Sinusoidal Curve Fitting and Moving Horizon Estimation Based Adaptive Unscented Kalman Filter for Geomagnetic Based Roll Attitude Estimation
Main Article Content
Abstract
The classical Unscented Kalman filter (UKF) algorithm will be deteriorated or even divergent while the prior information of the noises statistical characteristics of a nonlinear dynamic system is unknown or inaccurate. In order to avoid these constraints of classical UKF applied in geomagnetic based projectile roll attitude estimation, t a new adaptive UKF strategy by introducing in the sinusoidal curve fitting (SCF) and moving horizon estimation (MHE) is proposed in this paper.
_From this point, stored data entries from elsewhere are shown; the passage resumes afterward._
use rat_focus::{FocusBuilder, FocusFlag, HasFocus};
use ratatui::layout::Rect;
use uikit_types::NavigationItem;

/// Expansion flag plus the single active entry shared by every item.
///
/// `active_label` is always one of the declared labels, or `None` when the
/// rail was built without items.
#[derive(Debug, Clone, PartialEq, Eq)]
pub struct SidebarSelectionState {
    expanded: bool,
    active_label: Option<String>,
    labels: Vec<String>,
}

impl SidebarSelectionState {
    /// Starts expanded with the first declared label active.
    pub fn new<I, S>(labels: I) -> Self
    where
        I: IntoIterator<Item = S>,
        S: Into<String>,
    {
        let labels: Vec<String> = labels.into_iter().map(Into::into).collect();
        Self {
            expanded: true,
            active_label: labels.first().cloned(),
            labels,
        }
    }

    pub fn is_expanded(&self) -> bool {
        self.expanded
    }

    pub fn active_label(&self) -> Option<&str> {
        self.active_label.as_deref()
    }

    /// Collapsed <-> Expanded. Leaves the active entry alone.
    pub fn toggle_expansion(&mut self) {
        self.expanded = !self.expanded;
    }

    /// Makes `label` the active entry. Last write wins.
    ///
    /// Labels that were never declared are ignored so the active entry always
    /// names a real item. Returns whether the selection was applied.
    pub fn select_item(&mut self, label: &str) -> bool {
        if !self.labels.iter().any(|declared| declared == label) {
            return false;
        }
        self.active_label = Some(label.to_string());
        true
    }
}

/// Everything one sidebar entry needs to draw itself.
#[derive(Debug, Clone, Copy, PartialEq, Eq)]
pub struct SidebarItemProps<'a> {
    pub item: &'a NavigationItem,
    pub is_active: bool,
    pub is_expanded: bool,
    pub is_focused: bool,
}

/// Sidebar rail state: selection plus focus flags and hit-test areas.
#[derive(Debug, Clone)]
pub struct SidebarState {
    items: Vec<NavigationItem>,
    selection: SidebarSelectionState,
    /// Focus flag for the container in the global focus tree.
    pub container_focus: FocusFlag,
    /// Focus flag for the collapse toggle.
    pub toggle_focus: FocusFlag,
    /// Focus flags for each item; kept in sync with `items` length.
    pub item_focus_flags: Vec<FocusFlag>,
    /// Last rendered area of the rail.
    pub last_area: Rect,
    /// Last rendered area of the collapse toggle.
    pub toggle_area: Rect,
    /// Last computed per-item row areas for hit testing.
    pub per_item_areas: Vec<Rect>,
    /// Item under the mouse pointer.
    pub hovered_index: Option<usize>,
}

impl SidebarState {
    pub fn new(items: Vec<NavigationItem>) -> Self {
        let selection = SidebarSelectionState::new(items.iter().map(|item| item.label.clone()));
        let item_focus_flags = (0..items.len())
            .map(|index| FocusFlag::named(&format!("sidebar.item.{index}")))
            .collect();
        Self {
            items,
            selection,
            container_focus: FocusFlag::named("sidebar"),
            toggle_focus: FocusFlag::named("sidebar.toggle"),
            item_focus_flags,
            last_area: Rect::default(),
            toggle_area: Rect::default(),
            per_item_areas: Vec::new(),
            hovered_index: None,
        }
    }

    /// The eight entries of the demo rail; Dashboard carries the alert dot.
    pub fn default_items() -> Vec<NavigationItem> {
        vec![
            NavigationItem::new("◫", "Dashboard").flagged(),
            NavigationItem::new("▥", "Statistics"),
            NavigationItem::new("☺", "Users"),
            NavigationItem::new("▣", "Inventory"),
            NavigationItem::new("◰", "Orders"),
            NavigationItem::new("$", "Billings"),
            NavigationItem::new("≡", "Settings"),
            NavigationItem::new("?", "Help"),
        ]
    }

    pub fn items(&self) -> &[NavigationItem] {
        &self.items
    }

    pub fn selection(&self) -> &SidebarSelectionState {
        &self.selection
    }

    pub fn is_expanded(&self) -> bool {
        self.selection.is_expanded()
    }

    pub fn active_label(&self) -> Option<&str> {
        self.selection.active_label()
    }

    pub fn toggle_expansion(&mut self) {
        self.selection.toggle_expansion();
    }

    pub fn select_item(&mut self, label: &str) -> bool {
        self.selection.select_item(label)
    }

    /// Props for each entry, in declaration order.
    pub fn item_props(&self) -> Vec<SidebarItemProps<'_>> {
        let active = self.active_label();
        self.items
            .iter()
            .enumerate()
            .map(|(index, item)| SidebarItemProps {
                item,
                is_active: active == Some(item.label.as_str()),
                is_expanded: self.is_expanded(),
                is_focused: self.item_focus_flags.get(index).is_some_and(FocusFlag::get),
            })
            .collect()
    }

    /// Index of the item holding focus, if any.
    pub fn focused_index(&self) -> Option<usize> {
        self.item_focus_flags.iter().position(FocusFlag::get)
    }

    /// Entry to describe in the collapsed tooltip: hovered, then focused,
    /// then the active one.
    pub fn highlighted_index(&self) -> Option<usize> {
        self.hovered_index.or_else(|| self.focused_index()).or_else(|| {
            let active = self.active_label()?;
            self.items.iter().position(|item| item.label == active)
        })
    }

    /// Next (or previous) item flag from the focused one, wrapping at the ends.
    pub fn cycle_focus(&self, forward: bool) -> Option<FocusFlag> {
        let len = self.item_focus_flags.len();
        if len == 0 {
            return None;
        }
        let next = match self.focused_index() {
            Some(index) if forward => (index + 1) % len,
            Some(index) => (index + len - 1) % len,
            None => 0,
        };
        self.item_focus_flags.get(next).cloned()
    }
}

impl Default for SidebarState {
    fn default() -> Self {
        Self::new(Self::default_items())
    }
}

impl HasFocus for SidebarState {
    fn build(&self, builder: &mut FocusBuilder) {
        let tag = builder.start(self);
        builder.leaf_widget(&self.toggle_focus);
        for flag in &self.item_focus_flags {
            builder.leaf_widget(flag);
        }
        builder.end(tag);
    }

    fn focus(&self) -> FocusFlag {
        self.container_focus.clone()
    }

    fn area(&self) -> Rect {
        self.last_area
    }
}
This strategy establishes an estimation principle of systematic and observing noise statistics with MHE and SCF combination. Based on the estimated noise statistics, the adaptive UKF with the estimated statistics as input parameters is designed. Consequently, a new optimized technique for geomagnetic based projectile roll attitude estimation is developed. The proposed adaptive UKF solution is able to realize the online computation of the noise statistics and enhance the stability and adaptation to variable application conditions of traditional filters. The advantages of the proposed adaptive UKF strategy are clearly illustrated by projectile roll attitude estimation results in the trajectory simulations.